Irina Kulik will demonstrate how the most mundane objects can articulate important political meanings using the example of two contemporary sculptors and installation artists.
Jannis Kounellis (1936–2017) is an artist of Greek descent who studied, lived, and worked in Italy and is closely associated with the aesthetic and ideas of the arte povera movement. As early as the 1960s, he had almost abandoned painting, making his main mediums sculpture and installation, while his materials became various mundane and found objects, such as wooden doors and tables, earth, smoke, metal, coffee, or even less traditional things within a museum context, such as fire and animals (birds, horses). Kounellis also explored performance as a medium, and in the last decades many of his pieces turned into monumental architectural environments comprising numerous elements and meanings. A regular participant of Documenta and the Venice Biennale, he has contributed works for dozens of major groups exhibitions, as well as personal shows, at the world’s leading art institutions.

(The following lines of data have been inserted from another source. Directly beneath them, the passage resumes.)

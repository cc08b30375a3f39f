use std::cell::Cell;
use std::collections::hash_map::Entry;
use std::collections::HashMap;
use std::fmt::Write;
use std::rc::Rc;

use cranelift_entity::{entity_impl, PrimaryMap};

use crate::ctx::ErrorAccumulator;
use crate::expr::Expr;
use crate::StrSpan;

#[derive(Clone, Copy, PartialEq, Eq, PartialOrd, Ord, Hash, Debug)]
pub struct RuleHandle(u32);

entity_impl!(RuleHandle);

pub struct Rule {
    pub name: Rc<str>,
    pub name_span: StrSpan,
    pub expr: Expr,
    /// Cached result of the output analysis, filled before lowering.
    pub has_output: Cell<Option<bool>>,
}

/// The rule table. Insertion order is preserved so emission is
/// deterministic and the first rule can serve as the default entry point.
pub struct Grammar {
    pub rules: PrimaryMap<RuleHandle, Rule>,
    names: HashMap<Rc<str>, RuleHandle>,
}

impl Grammar {
    pub fn new() -> Grammar {
        Grammar {
            rules: PrimaryMap::new(),
            names: HashMap::new(),
        }
    }

    pub fn add_rule(
        &mut self,
        name: Rc<str>,
        name_span: StrSpan,
        expr: Expr,
        err: &ErrorAccumulator,
    ) -> RuleHandle {
        let handle = self.rules.push(Rule {
            name: name.clone(),
            name_span,
            expr,
            has_output: Cell::new(None),
        });
        match self.names.entry(name) {
            Entry::Occupied(_) => {
                err.error(name_span, "duplicate rule name");
            }
            Entry::Vacant(v) => {
                v.insert(handle);
            }
        }
        handle
    }

    pub fn lookup(&self, name: &str) -> Option<RuleHandle> {
        self.names.get(name).copied()
    }

    pub fn first_rule(&self) -> Option<RuleHandle> {
        self.rules.keys().next()
    }

    pub fn rule_name(&self, handle: RuleHandle) -> Rc<str> {
        self.rules[handle].name.clone()
    }

    /// Replace every `Expr::Call` with the resolved `Expr::Rule`.
    pub fn resolve(&mut self, err: &ErrorAccumulator) {
        let names = &self.names;
        for (_, rule) in self.rules.iter_mut() {
            rule.expr.visit_mut(&mut |node| {
                if let Expr::Call { name, name_span } = node {
                    match names.get(&**name) {
                        Some(&handle) => *node = Expr::Rule(handle),
                        None => err.error(*name_span, format!("unknown rule `{name}`")),
                    }
                }
            });
        }
    }

    pub fn display_into(&self, buf: &mut dyn Write) {
        let rule_name = |handle| self.rule_name(handle);
        for (_, rule) in self.rules.iter() {
            _ = writeln!(buf, "\nrule {}:", rule.name);
            rule.expr.display_with_indent(buf, 1, &rule_name);
        }
    }
}
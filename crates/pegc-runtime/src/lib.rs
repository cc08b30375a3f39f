pub mod error;
pub mod machine;
pub mod values;

pub use error::ParseError;
pub use machine::Machine;
pub use values::Value;

/// Hook wrapping a capture value into a host-defined object. The default
/// (no factory installed) is the identity.
pub type Factory = Box<dyn Fn(&str, Value) -> Value>;
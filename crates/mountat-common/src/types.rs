//! Domain primitive types used across the mountat workspace.

use std::fmt;

use nix::mount::MsFlags;
use serde::{Deserialize, Serialize};

use crate::error::{MountatError, Result};

/// The five arguments of a `mount(2)` call.
///
/// Relative paths inside `data` (and `source`/`target`) resolve against
/// whatever working directory is current when the call is issued, which is
/// exactly what the isolation mechanisms control.
///
/// The serialized form is the wire record streamed to the re-exec helper:
/// `{"source":..,"target":..,"fsType":..,"flags":<integer>,"data":..}`.
#[derive(Debug, Clone, PartialEq, Eq, Serialize, Deserialize)]
#[serde(rename_all = "camelCase", deny_unknown_fields)]
pub struct MountRequest {
    source: String,
    target: String,
    fs_type: String,
    flags: u64,
    data: String,
}

impl MountRequest {
    /// Creates a new mount request.
    #[must_use]
    pub fn new(
        source: impl Into<String>,
        target: impl Into<String>,
        fs_type: impl Into<String>,
        flags: u64,
        data: impl Into<String>,
    ) -> Self {
        Self {
            source: source.into(),
            target: target.into(),
            fs_type: fs_type.into(),
            flags,
            data: data.into(),
        }
    }

    /// Mount source identifier.
    #[must_use]
    pub fn source(&self) -> &str {
        &self.source
    }

    /// Mount point.
    #[must_use]
    pub fn target(&self) -> &str {
        &self.target
    }

    /// Filesystem type.
    #[must_use]
    pub fn fs_type(&self) -> &str {
        &self.fs_type
    }

    /// Raw `MS_*` flag bitmask.
    #[must_use]
    pub const fn flags(&self) -> u64 {
        self.flags
    }

    /// Free-form, comma-separated filesystem options.
    #[must_use]
    pub fn data(&self) -> &str {
        &self.data
    }

    /// Converts the raw bitmask into kernel mount flags.
    ///
    /// Unknown bits are retained; the kernel is the authority on them.
    ///
    /// # Errors
    ///
    /// Returns an error if the bitmask does not fit the platform's
    /// `unsigned long`.
    pub fn ms_flags(&self) -> Result<MsFlags> {
        let bits = libc_ulong(self.flags)?;
        Ok(MsFlags::from_bits_retain(bits))
    }

    /// Checks that every field can be passed to the kernel as a C string
    /// and that the flags fit the platform word.
    ///
    /// # Errors
    ///
    /// Returns [`MountatError::InvalidRequest`] naming the offending field.
    pub fn validate(&self) -> Result<()> {
        for (field, value) in [
            ("source", &self.source),
            ("target", &self.target),
            ("fsType", &self.fs_type),
            ("data", &self.data),
        ] {
            if value.as_bytes().contains(&0) {
                return Err(MountatError::InvalidRequest {
                    message: format!("{field} contains an interior NUL byte"),
                });
            }
        }
        if self.target.is_empty() {
            return Err(MountatError::InvalidRequest {
                message: "target is empty".into(),
            });
        }
        let _ = self.ms_flags()?;
        Ok(())
    }
}

impl fmt::Display for MountRequest {
    fn fmt(&self, f: &mut fmt::Formatter<'_>) -> fmt::Result {
        write!(
            f,
            "{} on {} type {} (flags {:#x})",
            self.source, self.target, self.fs_type, self.flags
        )
    }
}

fn libc_ulong(flags: u64) -> Result<nix::libc::c_ulong> {
    nix::libc::c_ulong::try_from(flags).map_err(|_| MountatError::InvalidRequest {
        message: format!("flags {flags:#x} exceed the platform word size"),
    })
}

#[cfg(test)]
mod tests {
    use super::*;

    fn overlay() -> MountRequest {
        MountRequest::new("overlay", "/mnt/target", "overlay", 0, "lowerdir=1:2")
    }

    #[test]
    fn wire_record_uses_camel_case_names() {
        let json = serde_json::to_value(overlay()).unwrap();
        assert_eq!(json["fsType"], "overlay");
        assert_eq!(json["flags"], 0);
        assert_eq!(json["data"], "lowerdir=1:2");
    }

    #[test]
    fn wire_record_rejects_non_numeric_flags() {
        let raw = r#"{"source":"overlay","target":"/t","fsType":"overlay","flags":"ro","data":""}"#;
        assert!(serde_json::from_str::<MountRequest>(raw).is_err());
    }

    #[test]
    fn wire_record_tolerates_whitespace() {
        let raw = "\n { \"source\" : \"s\", \"target\":\"t\",\n\"fsType\":\"f\", \"flags\": 1, \"data\":\"d\" }\n";
        let req: MountRequest = serde_json::from_str(raw).unwrap();
        assert_eq!(req, MountRequest::new("s", "t", "f", 1, "d"));
    }

    #[test]
    fn ms_flags_retains_bits() {
        let req = MountRequest::new("s", "t", "f", nix::libc::MS_RDONLY, "");
        assert!(req.ms_flags().unwrap().contains(MsFlags::MS_RDONLY));
    }

    #[test]
    fn validate_rejects_interior_nul() {
        let req = MountRequest::new("s", "t", "f", 0, "a\0b");
        let err = req.validate().unwrap_err();
        assert!(err.to_string().contains("data"));
    }

    #[test]
    fn validate_rejects_empty_target() {
        assert!(MountRequest::new("s", "", "f", 0, "").validate().is_err());
    }

    #[test]
    fn validate_accepts_overlay_request() {
        assert!(overlay().validate().is_ok());
    }

    #[test]
    fn display_is_human_readable() {
        assert_eq!(
            overlay().to_string(),
            "overlay on /mnt/target type overlay (flags 0x0)"
        );
    }
}
//! `mountat mount` — Perform one mount relative to a directory.

use std::fs::File;
use std::os::fd::AsFd;
use std::path::PathBuf;

use anyhow::Context;
use clap::{Args, ValueEnum};
use mountat_common::constants::{OVERLAY_FSTYPE, OVERLAY_SOURCE};
use mountat_common::types::MountRequest;
use mountat_core::isolation::{WorkingContext, mount_in};

/// Isolated mechanism used by `mount`.
#[derive(ValueEnum, Debug, Clone, Copy, PartialEq, Eq)]
pub enum Via {
    /// Forked child with an inherited directory handle.
    Fork,
    /// Fresh helper instance of this executable.
    Reexec,
}

/// Arguments for the `mount` command.
#[derive(Args, Debug)]
pub struct MountArgs {
    /// Mount point.
    pub target: String,

    /// Directory relative paths resolve against.
    #[arg(short, long)]
    pub dir: PathBuf,

    /// Isolation mechanism.
    #[arg(long, value_enum, default_value_t = Via::Fork)]
    pub via: Via,

    /// Mount source.
    #[arg(long, default_value = OVERLAY_SOURCE)]
    pub source: String,

    /// Filesystem type.
    #[arg(short = 't', long, default_value = OVERLAY_FSTYPE)]
    pub fs_type: String,

    /// Raw MS_* flag bitmask.
    #[arg(long, default_value_t = 0)]
    pub flags: u64,

    /// Filesystem options, e.g. `lowerdir=1:2,upperdir=/u,workdir=/w`.
    #[arg(short = 'o', long, default_value = "")]
    pub data: String,
}

/// Executes the `mount` command.
///
/// # Errors
///
/// Returns an error if the directory cannot be opened or the mount fails.
pub fn execute(args: MountArgs) -> anyhow::Result<()> {
    let request = MountRequest::new(args.source, args.target, args.fs_type, args.flags, args.data);
    tracing::info!(%request, dir = %args.dir.display(), via = ?args.via, "mounting");

    match args.via {
        Via::Fork => {
            let handle = File::open(&args.dir)
                .with_context(|| format!("opening {}", args.dir.display()))?;
            mount_in(WorkingContext::Handle(handle.as_fd()), &request)?;
        }
        Via::Reexec => mount_in(WorkingContext::Path(&args.dir), &request)?,
    }
    Ok(())
}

Contemporary sculptor Doris Salcedo (b. 1958) utilizes the most common things found in everyday life, including pieces of furniture, household items, clothes, flowers, etc. After completing a master’s degree in fine arts at the New York University, she returned to work as an artist and teach at the National University of Colombia to her home country, whose political history is the key theme of Salcedo’s practice devoted to the issues of memory, inequality, violence and mourning. With site-specific installations being her favorite medium, one of Salcedo’s most laconic yet powerful and recognizable works remains Shibboleth (2007)—a 167-meter-long crack in the concrete floors of the Turbine Hall—symbol of social and racial borders inherent in modern society—commissioned by Tate Modern as part of its Unilever Series.